You will be evaluated on:

  • all technical aspects of your research, ensuring that you:
    • identified a sound problem
    • conducted a thorough literature review
    • crafted a reasonable approach(es)
    • ran thorough experiments
    • provided a detailed analysis of results
  • the clarity of your writing (e.g., ease of reading and understanding, grammatical errors)
  • the technical appropriateness of your writing (e.g., no subjectiveness, weasel words, or fluff)
  • clear figures with meaningful captions
  • your Impact Statement (e.g., is it thoughtful and reasonable?)

Submission: Upload your entire 5-6 page paper (.PDF) to Canvas.

2. PRESENTATION (PRE-RECORDED)

  • Your team should make slides or a poster, whichever you prefer.
  • Record your team giving a presentation of it. We recommend using Zoom, due to its ease of presenting/recording. There is a strict maximum limit of 8-minutes!
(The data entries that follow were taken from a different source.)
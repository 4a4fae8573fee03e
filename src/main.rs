//! realtime-voice: talk to a realtime speech model from the terminal.
//!
//! Session events go to stdout (text or JSON lines), control commands are
//! read from stdin as JSON lines, and logs go to stderr.

use std::time::Duration;

use anyhow::Context;
use tokio::sync::mpsc;
use tokio_util::sync::CancellationToken;
use tracing::{debug, error, info};

use realtime_voice::audio::{list_input_devices, list_output_devices, CpalMicrophone, CpalSpeaker};
use realtime_voice::config::load_config;
use realtime_voice::ipc::bridge::{emit_event, spawn_stdin_reader};
use realtime_voice::ipc::{EventSender, SessionEvent, VoiceCommand};
use realtime_voice::{logging, Session, TextSender};

/// How long to wait for queued events to reach stdout on exit.
const EVENT_DRAIN_TIMEOUT: Duration = Duration::from_millis(200);

#[tokio::main]
async fn main() {
    if std::env::args().any(|arg| arg == "--list-devices") {
        print_devices();
        return;
    }

    if let Err(e) = run().await {
        error!("{:#}", e);
        eprintln!("realtime-voice: {e:#}");
        std::process::exit(1);
    }
}

async fn run() -> anyhow::Result<()> {
    let config = tracing::subscriber::with_default(logging::bootstrap_subscriber(), load_config)
        .context("failed to load configuration")?;
    logging::init(config.log_to_file).context("failed to initialize logging")?;
    info!(?config, "Configuration loaded");

    let (events, mut event_rx) = EventSender::channel();
    let format = config.event_format;
    let printer = tokio::spawn(async move {
        while let Some(event) = event_rx.recv().await {
            emit_event(&event, format);
        }
    });

    let shutdown = CancellationToken::new();
    tokio::spawn({
        let shutdown = shutdown.clone();
        async move {
            if tokio::signal::ctrl_c().await.is_ok() {
                info!("Interrupt received");
                shutdown.cancel();
            }
        }
    });

    let result = async {
        let session = Session::connect(&config, events.clone())
            .await
            .context("failed to start session")?;

        let commands = spawn_stdin_reader(events.clone());
        let command_task = tokio::spawn(handle_commands(
            commands,
            session.text_sender(),
            events.clone(),
            shutdown.clone(),
        ));

        let mic = CpalMicrophone::new(config.input_device.clone());
        let speaker = CpalSpeaker::new(config.output_device.clone());
        let outcome = session.run(mic, speaker, shutdown.clone()).await;
        command_task.abort();
        outcome.context("session failed")
    }
    .await;

    if let Err(e) = &result {
        events.emit(SessionEvent::Error {
            message: format!("{e:#}"),
        });
    }

    // The stdin thread keeps its own sender, so the printer cannot be
    // joined; give it a bounded window to flush instead.
    drop(events);
    let _ = tokio::time::timeout(EVENT_DRAIN_TIMEOUT, printer).await;

    info!("realtime-voice exiting");
    result
}

/// Dispatch stdin commands. Stdin closing is not a shutdown signal.
async fn handle_commands(
    mut commands: mpsc::UnboundedReceiver<VoiceCommand>,
    text: TextSender,
    events: EventSender,
    shutdown: CancellationToken,
) {
    while let Some(command) = commands.recv().await {
        match command {
            VoiceCommand::Text { text: input } => {
                info!(chars = input.chars().count(), "Injecting text turn");
                if !text.send(input) {
                    break;
                }
            }
            VoiceCommand::Ping {} => events.emit(SessionEvent::Pong {}),
            VoiceCommand::Stop {} => {
                info!("Stop requested");
                shutdown.cancel();
                break;
            }
        }
    }
    debug!("Command handler exiting");
}

fn print_devices() {
    println!("Input devices:");
    for name in list_input_devices() {
        println!("  {name}");
    }
    println!("Output devices:");
    for name in list_output_devices() {
        println!("  {name}");
    }
}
If you exceed 8-minutes or speed up the recording (e.g., 1.25x), we will deduct 50% from the maximum presentation grade, meaning the most you can earn is 2.5% of your total course grade instead of 5%. This is strict because we need to present your video during the final class session, and any prolonged or sped-up videos will only hinder the final showcase. It is obvious and distracting when you speed up your video, if even only a little bit. Do not do this.

You will be evaluated solely on:

  • the clarity and narrative of your poster or slides
  • the clarity of your presentation

That is, your presentation grade will not include an evaluation of the technical aspects of your project. That would be redundant.

Submission: Upload (a) your slides or poster; and (b) your video to Canvas.

3. CODE

Make a .zip file that includes:

  • your code
  • a short README file that details how to run your code
  • your data, if including your resulting .zip file remains less than 100mb in size. If including your data yields a filesize > 100mb, do not include your data in the .zip file. In this case, post it online (e.g., Google Drive) and describe in your README documentation where the data can be downloaded

You will be evaluated on your documentation and the ease in running/reproducing your results.

Submission: Upload your .zip file to Canvas.